The waiter are all excited and happy. They tell the man, “Look! He does it only by thinking, and you need an abacus! He’s got more digits!”
He was completely washed out, and left, humiliated. The waiters congratulated each other.
How did the customer beat the abacus?
The number was 1729.03. I happened to know that a cubic foot contains 1728 cubic inches, so the answer is a tiny bit more than 12. The excess, 1.03 is only one part in nearly 2000, and I had learned in calculus that for small fractions, the cube root’s excess is one-third of the number’s excess. So all I had to do is find the fraction 1/1728, and multiply by 4 (divide by 3 and multiply by 12). So I was able to pull out a whole lot of digits that way.
A few weeks later, the man came into the cocktail lounge of the hotel I was staying at. He recognized me and came over. “Tell me,” he said, “how were you able to do that cube-root problem so fast?”
I started to explain that it was an approximate method, and had to do with the percentage of error. “Suppose you had given me 28. Now the cube root of 27 is 3 …”
He picks up his abacus: zzzzzzzzzzzzzzz— “Oh yes,” he says.
I realized something: he doesn’t know numbers. With the abacus, you don’t have to memorize a lot of arithmetic combinations; all you have to do is to learn to push the little beads up and down. You don’t have to memorize 9+7=16; you just know that when you add 9, you push a ten’s bead up and pull a one’s bead down. So we’re slower at basic arithmetic, but we know numbers.
Furthermore, the whole idea of an approximate method was beyond him, even though a cubic root often cannot be computed exactly by any method. So I never could teach him how I did cube roots or explain how lucky I was that he happened to choose 1729.03.
I guess I missed the slide rule era, but my dad used to have one kicking around in a desk drawer, and I could never make heads or tails of it. To no one’s surprise I’m sure, there are plenty of slide rule simulators online, complete with tutorials, for anyone interested in trying to decipher them.
Yeah but you never know a garage sale or estate sale someone selling grandpa’s old junk…

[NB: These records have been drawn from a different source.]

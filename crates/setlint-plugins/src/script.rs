//! Checks backed by Rhai script functions

use std::sync::Arc;

use rhai::AST;
use serde::Serialize;
use setlint_core::{
    CheckError, CheckMetadata, CheckResult, ContentSet, CrossDocumentCheck, Document,
    DocumentCheck, WholeSetCheck,
};

use crate::PluginEngine;

/// A check whose body is a function in a compiled plugin module
///
/// The same type serves all three tiers; the module wraps it in the
/// [`setlint_core::Check`] variant its descriptor asked for.
pub struct ScriptCheck {
    engine: Arc<PluginEngine>,
    ast: Arc<AST>,
    run: String,
    metadata: CheckMetadata,
}

impl ScriptCheck {
    /// Create a scripted check
    pub fn new(
        engine: Arc<PluginEngine>,
        ast: Arc<AST>,
        run: impl Into<String>,
        metadata: CheckMetadata,
    ) -> Self {
        Self {
            engine,
            ast,
            run: run.into(),
            metadata,
        }
    }

    /// Name of the script function producing issues
    pub fn function(&self) -> &str {
        &self.run
    }

    fn run_on<T: Serialize>(&self, input: &T) -> CheckResult {
        self.engine
            .run_check(&self.ast, &self.run, input)
            .map_err(|e| CheckError::Script(e.to_string()))
    }
}

impl WholeSetCheck for ScriptCheck {
    fn metadata(&self) -> CheckMetadata {
        self.metadata.clone()
    }

    fn issues(&self, set: &ContentSet) -> CheckResult {
        self.run_on(set)
    }
}

impl DocumentCheck for ScriptCheck {
    fn metadata(&self) -> CheckMetadata {
        self.metadata.clone()
    }

    fn issues(&self, document: &Document) -> CheckResult {
        self.run_on(document)
    }
}

impl CrossDocumentCheck for ScriptCheck {
    fn metadata(&self) -> CheckMetadata {
        self.metadata.clone()
    }

    fn issues(&self, set: &ContentSet) -> CheckResult {
        self.run_on(set)
    }
}

#[cfg(test)]
mod tests {
    use super::*;

    #[test]
    fn test_script_error_becomes_check_error() {
        let engine = Arc::new(PluginEngine::new());
        let ast = Arc::new(engine.compile(r#"fn run(x) { throw "broken"; }"#).unwrap());
        let check = ScriptCheck::new(engine, ast, "run", CheckMetadata::new("s", "S."));

        let result = WholeSetCheck::issues(&check, &ContentSet::new("x"));
        match result {
            Err(CheckError::Script(message)) => assert!(message.contains("broken")),
            other => panic!("expected script error, got {:?}", other.map(|v| v.len())),
        }
    }

    #[test]
    fn test_document_input() {
        let engine = Arc::new(PluginEngine::new());
        let ast = Arc::new(
            engine
                .compile(r#"fn run(doc) { [info(`${doc.name}:${doc.mode}`)] }"#)
                .unwrap(),
        );
        let check = ScriptCheck::new(engine, ast, "run", CheckMetadata::new("s", "S."));
        assert_eq!(check.function(), "run");

        let issues = DocumentCheck::issues(&check, &Document::new("Hard", "Mania")).unwrap();
        assert_eq!(issues[0].message, "Hard:mania");
    }
}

I used a proportion wheel at work, which is a simplified Slide rule. People thought I was a weirdo, but it was often faster than tabbing over to the online version.
We were allowed to use slide rules in high school in the late 60s and early 70s. I had what was considered a pretty nice model, a Faber Castell Reitz. It’s still kicking around in my stuff somewhere.
One of the most useful skills I developed in college getting my engineering degree was to get in the practice of approximating answers in my head. I had a professor who all but insisted on it. And the reason he did this wasn’t so that we could quickly come up with rough answers, it was so that we could come up with rough answers before actually solving the problem, so that when we did the actual solution, we could compare that to our rough approximation as a check. It helped to prevent stupid math errors. If you came up with a solution that was two orders of magnitude off from the rough approximation, you knew you probably made a stupid mistake somewhere. That’s why it’s really important to actually understand numbers, a la Richard Feynman.
I’m using log tables RIGHT NOW!
Actually I’m not. I just had them next to me as a mousepad, so I guess maybe I am using them?
I used to keep an abacus and a slide rule next to my computer at work. I never touched them - their purpose was to remind me that no matter how frustrating software could be, the alternatives were worse.
We also had a prof who insisted on this, but it came with the caveat: “agreement between the rough approximation and the detailed calculation does not necessarily mean either is correct.”